Project Summary (2009-2013)

Both Chinese and American Indian populations are exposed to high levels of complex, environmental PAH mixtures and lung cancer mortality rates have increased in both populations in recent years. The complex PAH mixtures these populations are exposed to remain poorly characterized and this is a major limitation in risk assessment. Due to the rapid increase in coal-fired power plants, China is the largest, and exponentially growing, emitter of mutagenic, particulate matter (PM)-bound polycyclic aromatic hydrocarbons (PAHs) in the world. The issue extends beyond local exposure because trans-Pacific atmospheric transport of these PAHs to the U.S. occurs in as little as 5 days. The project researchers hypothesize that:

1. Chinese and American Indian populations are exposed to high concentrations of different complex environmental PAH mixtures;
2. nitro and oxy-PAHs are formed on Asian PM in transit to the U.S.; and
3. Asian PM results in a measurable increase in the mutagenicity of PM in the western U.S.

The project's monitoring of trans-Pacific transport offers a unique opportunity to test these hypotheses on a global scale. The first objective is to measure the PM bound PAH composition and exposure to nonsmoking Chinese in the Beijing-Tianjin metropolitan area and American Indian men and women on the Confederated Tribes of the Umatilla Indian Reservation (CTUIR) using personal air sampling and novel assays of urinary metabolites. The second objective is to measure the aging of Asian PM in situ in the atmosphere and in the laboratory. This will be accomplished using a series of monitoring sites from Beijing, China to Okinawa, Japan to Mt. Bachelor and Portland, Oregon and the CTUIR and comparing the results to simulated atmospheric aging in a laboratory reactor. Such studies have never been conducted before. The third objective is to measure the mutagenicity of the different types of PM collected and link this information to Chinese and American Indian PAH exposure.
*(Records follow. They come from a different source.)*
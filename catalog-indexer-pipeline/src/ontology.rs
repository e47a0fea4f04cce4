//! Ontology loader: bulk-loads a vocabulary graph and derives one stored
//! tag query per term.

use std::collections::HashSet;
use std::sync::Arc;
use std::time::Duration;

use serde::Deserialize;
use sha2::{Digest, Sha256};
use tokio::time::{sleep, Instant};
use tracing::{debug, info, instrument, warn};

use crate::errors::PipelineError;
use catalog_indexer_repository::interfaces::{GraphDatabase, SearchEngineClient};
use catalog_indexer_repository::types::{LoadRequest, LoadStatus, SparqlRow, StoredQuery};
use catalog_indexer_shared::ValidationError;

const SKOS_PREF_LABEL: &str = "http://www.w3.org/2004/02/skos/core#prefLabel";

fn default_format() -> String {
    "rdfxml".to_string()
}

/// Describes one vocabulary to load.
#[derive(Debug, Clone, PartialEq, Eq, Deserialize)]
#[serde(rename_all = "camelCase")]
pub struct OntologyManifest {
    /// Location the graph database can read the serialized graph from.
    pub source: String,
    #[serde(default = "default_format")]
    pub format: String,
    pub named_graph: String,
    /// Vocabulary name recorded on every derived tag.
    pub source_vocabulary: String,
}

impl OntologyManifest {
    pub fn from_slice(payload: &[u8]) -> Result<Self, ValidationError> {
        let manifest: Self = serde_json::from_slice(payload)
            .map_err(|e| ValidationError::malformed("ontology manifest", e))?;

        if manifest.source.trim().is_empty() {
            return Err(ValidationError::invalid("ontology manifest", "source is empty"));
        }
        if manifest.named_graph.trim().is_empty() {
            return Err(ValidationError::invalid(
                "ontology manifest",
                "namedGraph is empty",
            ));
        }
        Ok(manifest)
    }
}

#[derive(Debug, Clone)]
pub struct OntologyLoaderConfig {
    pub poll_interval: Duration,
    pub timeout: Duration,
    /// Terms fetched per graph query.
    pub page_size: usize,
}

impl Default for OntologyLoaderConfig {
    fn default() -> Self {
        Self {
            poll_interval: Duration::from_secs(10),
            timeout: Duration::from_secs(30 * 60),
            page_size: 1000,
        }
    }
}

#[derive(Debug, Clone, Default, PartialEq, Eq)]
pub struct OntologyLoadSummary {
    pub load_id: String,
    pub replaced: u64,
    pub indexed: usize,
    pub duplicates: usize,
    pub pages: usize,
}

pub struct OntologyLoader {
    graph: Arc<dyn GraphDatabase>,
    search: Arc<dyn SearchEngineClient>,
    config: OntologyLoaderConfig,
}

impl OntologyLoader {
    pub fn new(
        graph: Arc<dyn GraphDatabase>,
        search: Arc<dyn SearchEngineClient>,
        config: OntologyLoaderConfig,
    ) -> Self {
        Self {
            graph,
            search,
            config,
        }
    }

    /// Load the graph, then replace the stored queries for its named graph.
    #[instrument(skip(self, manifest), fields(named_graph = %manifest.named_graph))]
    pub async fn load(&self, manifest: &OntologyManifest) -> Result<OntologyLoadSummary, PipelineError> {
        let load_id = self
            .graph
            .start_load(&LoadRequest {
                source: manifest.source.clone(),
                format: manifest.format.clone(),
                named_graph_uri: manifest.named_graph.clone(),
            })
            .await?;
        info!(load_id = %load_id, source = %manifest.source, "Bulk load submitted");

        self.await_load(&load_id).await?;

        let replaced = self.search.delete_stored_queries(&manifest.named_graph).await?;
        debug!(replaced, "Removed previous stored queries");

        let mut summary = self.derive_terms(manifest).await?;
        summary.load_id = load_id;
        summary.replaced = replaced;

        info!(
            load_id = %summary.load_id,
            indexed = summary.indexed,
            duplicates = summary.duplicates,
            pages = summary.pages,
            "Ontology loaded"
        );
        Ok(summary)
    }

    async fn await_load(&self, load_id: &str) -> Result<(), PipelineError> {
        let deadline = Instant::now() + self.config.timeout;

        loop {
            match self.graph.load_status(load_id).await? {
                LoadStatus::Completed => return Ok(()),
                LoadStatus::Failed(status) => {
                    return Err(PipelineError::LoadFailed {
                        load_id: load_id.to_string(),
                        status,
                    })
                }
                status => debug!(load_id = %load_id, status = ?status, "Bulk load pending"),
            }

            if Instant::now() >= deadline {
                warn!(load_id = %load_id, timeout = ?self.config.timeout, "Bulk load timed out");
                return Err(PipelineError::LoadTimeout(load_id.to_string()));
            }
            sleep(self.config.poll_interval).await;
        }
    }

    /// Page through the graph's terms and index one stored query per
    /// distinct `{uri, label}` pair.
    async fn derive_terms(&self, manifest: &OntologyManifest) -> Result<OntologyLoadSummary, PipelineError> {
        let page_size = self.config.page_size.max(1);
        let mut seen = HashSet::new();
        let mut summary = OntologyLoadSummary::default();
        let mut offset = 0;

        loop {
            let query = term_query(&manifest.named_graph, page_size, offset);
            let rows = self.graph.select(&query).await?;
            if rows.is_empty() {
                break;
            }
            summary.pages += 1;
            offset += rows.len();

            let mut queries = Vec::with_capacity(rows.len());
            for row in &rows {
                let Some(query) = stored_query(manifest, row) else {
                    warn!(row = ?row, "Term row is missing uri or label");
                    continue;
                };
                if seen.insert(query.id.clone()) {
                    queries.push(query);
                } else {
                    summary.duplicates += 1;
                }
            }

            if !queries.is_empty() {
                self.search.bulk_index_stored_queries(&queries).await?;
                summary.indexed += queries.len();
            }
            debug!(offset, indexed = summary.indexed, "Indexed term page");
        }

        Ok(summary)
    }
}

/// SPARQL query for one page of `{uri, label}` pairs in `named_graph`.
pub fn term_query(named_graph: &str, limit: usize, offset: usize) -> String {
    format!(
        "SELECT DISTINCT ?uri ?label WHERE {{ GRAPH <{}> {{ ?uri <{}> ?label }} }} ORDER BY ?uri ?label LIMIT {} OFFSET {}",
        named_graph, SKOS_PREF_LABEL, limit, offset
    )
}

/// Stable id for a term's stored query.
pub fn stored_query_id(named_graph: &str, uri: &str, label: &str) -> String {
    let mut hasher = Sha256::new();
    for part in [named_graph, uri, label] {
        hasher.update(part.as_bytes());
        hasher.update([0u8]);
    }
    hex::encode(hasher.finalize())
}

fn stored_query(manifest: &OntologyManifest, row: &SparqlRow) -> Option<StoredQuery> {
    let uri = row.get("uri")?;
    let label = row.get("label")?.trim();
    if label.is_empty() {
        return None;
    }
    Some(StoredQuery {
        id: stored_query_id(&manifest.named_graph, uri, label),
        label: label.to_string(),
        uri: uri.clone(),
        source_vocabulary: manifest.source_vocabulary.clone(),
        named_graph: manifest.named_graph.clone(),
    })
}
These data will be of great value for improving estimates of the human health impact of PAHs on highly exposed populations. Novel urinary metabolites will be investigated in collaboration with the Statistics and Bioinformatics Research Support Core and the Analytical Chemistry Research Support Core and air mass trajectories and measurements will be incorporated into a web-based GIS platform that will be used by state and federal agencies in collaboration with the Research Translation Core. American Indian tribal capacity will be strengthened by transferring air sampling technology to and training tribal members in collaboration with the Community Outreach Core.